Resistance exercise attenuates skeletal muscle oxidative stress, systemic pro-inflammatory state, and cachexia in Walker-256 tumor-bearing rats.

The aim of this study was to investigate the effects of resistance exercise training (RET) on oxidative stress, systemic inflammatory markers and muscle wasting in Walker-256 tumor-bearing rats. Male (Wistar) rats were divided into 4 groups: sedentary controls (n=9); tumor-bearing (n=9); exercised (n=9); and tumor-bearing exercised (n=10). Exercised and tumor-bearing exercised rats were exposed to resistance exercise of climbing a ladder apparatus with weights tied to their tails during 6-wks. The physical activity of control and tumor-bearing rats was confined to the space of the cage. After this period, tumor-bearing and tumor-bearing exercised animals were inoculated subcutaneously with Walker-256 tumor cells (11.0x107 cells in 0.5 ml of PBS) while control and exercised rats were injected with vehicle.

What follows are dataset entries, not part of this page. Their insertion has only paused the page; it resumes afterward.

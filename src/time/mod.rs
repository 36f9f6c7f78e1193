//! # Time scales
//!
//! Kernels are indexed in **TDB seconds past J2000**, users speak **UTC**, and
//! Earth orientation needs **TT** and **UT1**. This module provides:
//!
//! * [`Instant`]: a two-part Julian date tagged with its [`TimeScale`],
//! * [`TimeScales`]: the converter between scales, holding the leap-second
//!   table and ΔT,
//! * [`CalendarTime`]: civil dates, including the `23:59:60` of leap-second days.
//!
//! ## Two-part Julian dates
//!
//! A Julian date near 2.45 million days only resolves ~40 µs in one `f64`.
//! [`Instant`] keeps the integer day and the day fraction apart, so that
//! conversions between any two scales round-trip below the microsecond.
//!
//! ## Offsets
//!
//! ```text
//! TAI = UTC + (TAI − UTC)              leap-second table
//! TT  = TAI + 32.184 s
//! TDB = TT  + tdb_minus_tt(TT)         USNO Circular 179, eq. 2.6
//! UT1 = TT  − ΔT
//! ```

pub mod calendar;
pub mod leap_seconds;
pub mod scales;

use std::{
    fmt,
    ops::{Add, Sub},
};

use hifitime::Epoch;

use crate::{
    constants::{TdbSeconds, DAYS_PER_CENTURY, J2000, JDTOMJD, SECONDS_PER_DAY},
    orrery_errors::{OrreryError, Result},
};

pub use calendar::CalendarTime;
pub use leap_seconds::{
    ExtrapolatedLeapSecondWarning, ExtrapolationPolicy, LeapSecondFormat, LeapSecondTable,
};
pub use scales::{tdb_minus_tt, TimeInput, TimeScales};

#[derive(Debug, Clone, Copy, PartialEq, Eq, Hash, PartialOrd, Ord)]
pub enum TimeScale {
    Utc,
    Tai,
    Tt,
    Tdb,
    Ut1,
}

impl fmt::Display for TimeScale {
    fn fmt(&self, f: &mut fmt::Formatter<'_>) -> fmt::Result {
        let s = match self {
            TimeScale::Utc => "UTC",
            TimeScale::Tai => "TAI",
            TimeScale::Tt => "TT",
            TimeScale::Tdb => "TDB",
            TimeScale::Ut1 => "UT1",
        };
        write!(f, "{s}")
    }
}

/// A point in time on one time scale.
///
/// The Julian date is `whole + fraction` with `whole` integral and
/// `fraction ∈ [0, 1)`.
///
/// A UTC Julian date inside an inserted leap second reads the same as the
/// first second of the following day, so UTC instants carry a flag telling
/// the two apart.
#[derive(Debug, Clone, Copy, PartialEq)]
pub struct Instant {
    whole: f64,
    fraction: f64,
    scale: TimeScale,
    leap_second: bool,
    warning: Option<ExtrapolatedLeapSecondWarning>,
}

impl Instant {
    pub fn from_jd(jd: f64, scale: TimeScale) -> Self {
        Self::from_jd_parts(jd, 0.0, scale)
    }

    /// Build an instant from a Julian date split in two arbitrary parts.
    pub fn from_jd_parts(whole: f64, fraction: f64, scale: TimeScale) -> Self {
        let base = whole.floor();
        let rest = (whole - base) + fraction;
        let carry = rest.floor();
        Instant {
            whole: base + carry,
            fraction: rest - carry,
            scale,
            leap_second: false,
            warning: None,
        }
    }

    /// TDB instant from kernel seconds past J2000.
    pub fn from_kernel_seconds(seconds: TdbSeconds) -> Self {
        let days = (seconds / SECONDS_PER_DAY).floor();
        let rest = (seconds - days * SECONDS_PER_DAY) / SECONDS_PER_DAY;
        Self::from_jd_parts(J2000 + days, rest, TimeScale::Tdb)
    }

    /// TT instant of a hifitime epoch.
    pub fn from_epoch(epoch: Epoch) -> Self {
        let mjd = epoch.to_mjd_tt_days();
        Self::from_jd_parts(JDTOMJD + mjd.floor(), mjd - mjd.floor(), TimeScale::Tt)
    }

    /// hifitime epoch of a TT instant.
    pub fn to_epoch(&self) -> Result<Epoch> {
        self.require(TimeScale::Tt)?;
        let mjd = (self.whole - JDTOMJD) + self.fraction;
        Ok(Epoch::from_mjd_in_time_scale(mjd, hifitime::TimeScale::TT))
    }

    pub(crate) fn with_warning(mut self, warning: Option<ExtrapolatedLeapSecondWarning>) -> Self {
        self.warning = self.warning.or(warning);
        self
    }

    pub(crate) fn within_leap_second(mut self, leap_second: bool) -> Self {
        self.leap_second = leap_second && self.scale == TimeScale::Utc;
        self
    }

    /// Whether this UTC instant lies inside an inserted leap second.
    pub fn is_leap_second(&self) -> bool {
        self.leap_second
    }

    pub(crate) fn rescaled(&self, whole: f64, fraction: f64, scale: TimeScale) -> Self {
        Self::from_jd_parts(whole, fraction, scale).with_warning(self.warning)
    }

    pub fn whole(&self) -> f64 {
        self.whole
    }

    pub fn fraction(&self) -> f64 {
        self.fraction
    }

    pub fn jd(&self) -> f64 {
        self.whole + self.fraction
    }

    pub fn mjd(&self) -> f64 {
        (self.whole - JDTOMJD) + self.fraction
    }

    pub fn scale(&self) -> TimeScale {
        self.scale
    }

    /// Set when the instant was derived past the end of the leap-second table.
    pub fn warning(&self) -> Option<ExtrapolatedLeapSecondWarning> {
        self.warning
    }

    /// Julian centuries since J2000 on the instant's own scale.
    pub fn centuries_since_j2000(&self) -> f64 {
        ((self.whole - J2000) + self.fraction) / DAYS_PER_CENTURY
    }

    fn require(&self, expected: TimeScale) -> Result<()> {
        if self.scale != expected {
            return Err(OrreryError::ScaleMismatch {
                expected: expected.to_string(),
                found: self.scale.to_string(),
            });
        }
        Ok(())
    }

    /// TDB seconds past J2000, the time argument of every kernel.
    ///
    /// Return
    /// ----------
    /// * [`OrreryError::ScaleMismatch`] unless the instant is on TDB; convert
    ///   with [`TimeScales::to_kernel_scale`] first.
    pub fn to_kernel_seconds(&self) -> Result<TdbSeconds> {
        self.require(TimeScale::Tdb)?;
        Ok(((self.whole - J2000) + self.fraction) * SECONDS_PER_DAY)
    }

    /// `self − other` in days. Both instants must be on the same scale.
    pub fn days_since(&self, other: &Instant) -> Result<f64> {
        other.require(self.scale)?;
        Ok((self.whole - other.whole) + (self.fraction - other.fraction))
    }

    pub fn seconds_since(&self, other: &Instant) -> Result<f64> {
        Ok(self.days_since(other)? * SECONDS_PER_DAY)
    }

    /// Instants from `self` to `self + days` included, every `step` days.
    pub fn day_range(&self, days: f64, step: f64) -> Vec<Instant> {
        if !(step > 0.0) || !(days >= 0.0) {
            return vec![*self];
        }
        let count = ((days + step * 0.5) / step).floor() as usize + 1;
        (0..count).map(|i| *self + i as f64 * step).collect()
    }

    /// Exact key for hashing, stable across identical inputs.
    pub(crate) fn key(&self) -> (u64, u64, TimeScale) {
        (self.whole.to_bits(), self.fraction.to_bits(), self.scale)
    }
}

impl Add<f64> for Instant {
    type Output = Instant;

    /// Shift by a number of days on the same scale.
    fn add(self, days: f64) -> Instant {
        self.rescaled(self.whole, self.fraction + days, self.scale)
    }
}

impl Sub<f64> for Instant {
    type Output = Instant;

    fn sub(self, days: f64) -> Instant {
        self + (-days)
    }
}

impl fmt::Display for Instant {
    fn fmt(&self, f: &mut fmt::Formatter<'_>) -> fmt::Result {
        write!(f, "JD {:.9} {}", self.jd(), self.scale)
    }
}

Following inoculation, rats maintained resistance exercise training (exercised and tumor-bearing exercised) or sedentary behavior (control and tumor-bearing) for 12 more days, after which they were euthanized. Results showed muscle wasting in T animals, with body weight loss, increased systemic leukocytes and inflammatory interleukins as well as muscular oxidative stress and reduced mTOR signaling. In contrast, RET in tumor-bearing exercised group was able to mitigate the reduced body weight and muscle wasting with the attenuation of muscle oxidative stress and systemic inflammatory markers. RET also prevented loss of muscle strength associated with tumor development. RET however, did not prevent the muscle proteolysis signaling via FBXO32 gene mRNA expression in tumor-bearing group. In conclusion, RET performed prior tumor implantation prevents cachexia development by attenuating tumor-induced systemic pro-inflammatory condition with muscle oxidative stress and muscle damage.